At 06:10 PM 10/9/1999 +0200, Anthony Atkielski wrote:
>The problem is not in farming out the work; it is in the motivations for
doing
>so.  Most companies do it to cheapen their products and improve profit
margins.
>In so doing, they very often cut corners on quality.
>

This is the sort of loosely thought-out socialist twaddle which boils down
to, "a system which allows an owner to make a living is evil".  You are
confusing two or three totally separate things.

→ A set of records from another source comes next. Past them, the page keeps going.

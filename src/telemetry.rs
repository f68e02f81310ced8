use tracing_subscriber::EnvFilter;

/// Installs a fmt subscriber filtered by `RUST_LOG` (e.g. `RUST_LOG=matrix_expand=debug`).
/// Returns `false` when a global subscriber was already set.
pub fn init() -> bool {
    tracing_subscriber::fmt()
        .with_env_filter(EnvFilter::from_default_env())
        .with_target(true)
        .try_init()
        .is_ok()
}

#[cfg(test)]
mod tests {
    use super::*;

    #[test]
    fn second_init_is_refused() {
        init();
        assert!(!init());
    }
}
use std::sync::Arc;

use serde_json::Value;
use tracing::debug;

use crate::document::describe;
use crate::error::{MatrixError, Result};
use crate::evaluator::{evaluate_records, ExpressionEvaluator};
use crate::expr::ExprEngine;
use crate::flattener::Flattener;
use crate::mask::mask_reduce;
use crate::record::Record;
use crate::settings::Settings;

/// Expands matrix documents: flatten, evaluate, mask-reduce.
///
/// Without a custom evaluator every [`generate`](Self::generate) call builds a
/// fresh [`ExprEngine`], so nothing is shared between calls.
#[derive(Clone, Default)]
pub struct MatrixGenerator {
    settings: Settings,
    evaluator: Option<Arc<dyn ExpressionEvaluator>>,
}

impl MatrixGenerator {
    pub fn new(settings: Settings) -> Self {
        Self {
            settings,
            evaluator: None,
        }
    }

    pub fn with_evaluator(mut self, evaluator: impl ExpressionEvaluator + 'static) -> Self {
        self.evaluator = Some(Arc::new(evaluator));
        self
    }

    pub fn settings(&self) -> &Settings {
        &self.settings
    }

    pub fn generate(&self, input: &Value, config: &Value) -> Result<Vec<Record>> {
        match self.evaluator.as_deref() {
            Some(evaluator) => self.run(evaluator, input, config),
            None => self.run(&ExprEngine::new(), input, config),
        }
    }

    fn run(
        &self,
        evaluator: &dyn ExpressionEvaluator,
        input: &Value,
        config: &Value,
    ) -> Result<Vec<Record>> {
        if !matches!(input, Value::Object(_) | Value::Array(_)) {
            return Err(MatrixError::InvalidRoot {
                found: describe(input),
            });
        }

        let partials = Flattener::new(evaluator).flatten(input)?;
        let flattened = partials.len();

        let kept = evaluate_records(evaluator, config, partials, &self.settings)?;
        let evaluated = kept.len();

        let matrix = mask_reduce(kept);
        debug!(
            flattened,
            evaluated,
            emitted = matrix.len(),
            "matrix generated"
        );
        Ok(matrix)
    }
}

/// Expands `input` against `config` with the default expression language
/// and default settings.
pub fn generate_matrix(input: &Value, config: &Value) -> Result<Vec<Record>> {
    MatrixGenerator::default().generate(input, config)
}

#[cfg(test)]
mod tests {
    use super::*;
    use crate::evaluator::Scope;
    use serde_json::json;

    /// Treats every expression as the name of a config flag.
    struct FlagEvaluator;

    impl ExpressionEvaluator for FlagEvaluator {
        fn evaluate(&self, source: &str, scope: &mut dyn Scope) -> Result<Value> {
            Ok(scope.config().get(source).cloned().unwrap_or(Value::Null))
        }
    }

    #[test]
    fn root_must_be_object_or_array() {
        for bad in [json!("x"), json!(true), json!(1), Value::Null] {
            let found = describe(&bad);
            assert_eq!(
                generate_matrix(&bad, &json!({})).unwrap_err(),
                MatrixError::InvalidRoot { found }
            );
        }
        assert_eq!(generate_matrix(&json!([]), &json!({})).unwrap(), vec![]);
    }

    #[test]
    fn custom_evaluator_is_used() {
        let generator = MatrixGenerator::default().with_evaluator(FlagEvaluator);
        let input = json!([
            {"os": "linux", "$if": "nightly"},
            {"os": "mac", "$if": "release"}
        ]);
        let out = generator
            .generate(&input, &json!({"nightly": true}))
            .unwrap();
        assert_eq!(out.len(), 1);
        assert_eq!(out[0]["os"], json!("linux"));
    }

    #[test]
    fn settings_are_kept() {
        let settings = Settings {
            parallel_threshold: 1,
            num_threads: Some(2),
        };
        let generator = MatrixGenerator::new(settings.clone());
        assert_eq!(generator.settings(), &settings);

        let out = generator
            .generate(&json!({"a": ["1", "2", "3"]}), &json!({}))
            .unwrap();
        assert_eq!(out.len(), 3);
    }
}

Companies have to MAKE a profit or, at the least, have to break even to
survive.  Had, for instance, Zeiss Ikon made a move to producing their p&s
cameras in the Orient in the early '60's, when it was first discussed at
Heidenheim, I would probably still be able to buy an SL725 or the like
today.  Leica is LOSING money, guys:   Leica has LOST money for all but ten
or so of the past forty years.  They cannot go on losing money forever.
(Zeiss Ikon lost money for twenty years, and was gone;  Rollei lost money
for fifteen and ended up in bankruptcy.)  If shifting production of
components to a third-world country WHILE MAINTAINING QUALITY will save
them, then go forth and do it!

Second, a company simply can no longer afford to make mechanical components
any more.  Compur shutters are no longer available not from a failure of
quality but because they required hand-assembly and the designs did not
lend themselves to machine production;  even Seikosha is cutting back their
offerings -- Size 0 and 00 are now NLA -- and will be out of the market in
a decade.  Hence, Leica MUST move with the times and MUST modernize its
production facilities to allow the maximum mechanization of assembly.
(After all, the Industrial Revolution occurred more than two centuries back
- -- and Eli Whitney invented mass-production has been dead a LONG time!  The
lessons he taught us live on.)

Third, such redesigns are not necessarily indicative of a lessening in
quality.  To the contrary, my M6 is one tough camera and has been less
trouble than any other Leica I have ever owned, including a slew of LTM
bodies, M3's, and M4's.  Have faith in the product and let us not carp
unless the carping has some substance behind it, something more than the
whingings of those who simply want to belligerently opine that "they did it
best in the old days".  Folks who blindly chant that mantra probably ought
to make the circle complete by joining the Flat Earth Society as well.

Marc

msmall@roanoke.infi.net  FAX:  +540/343-7315
Cha robh bas fir gun ghras fir!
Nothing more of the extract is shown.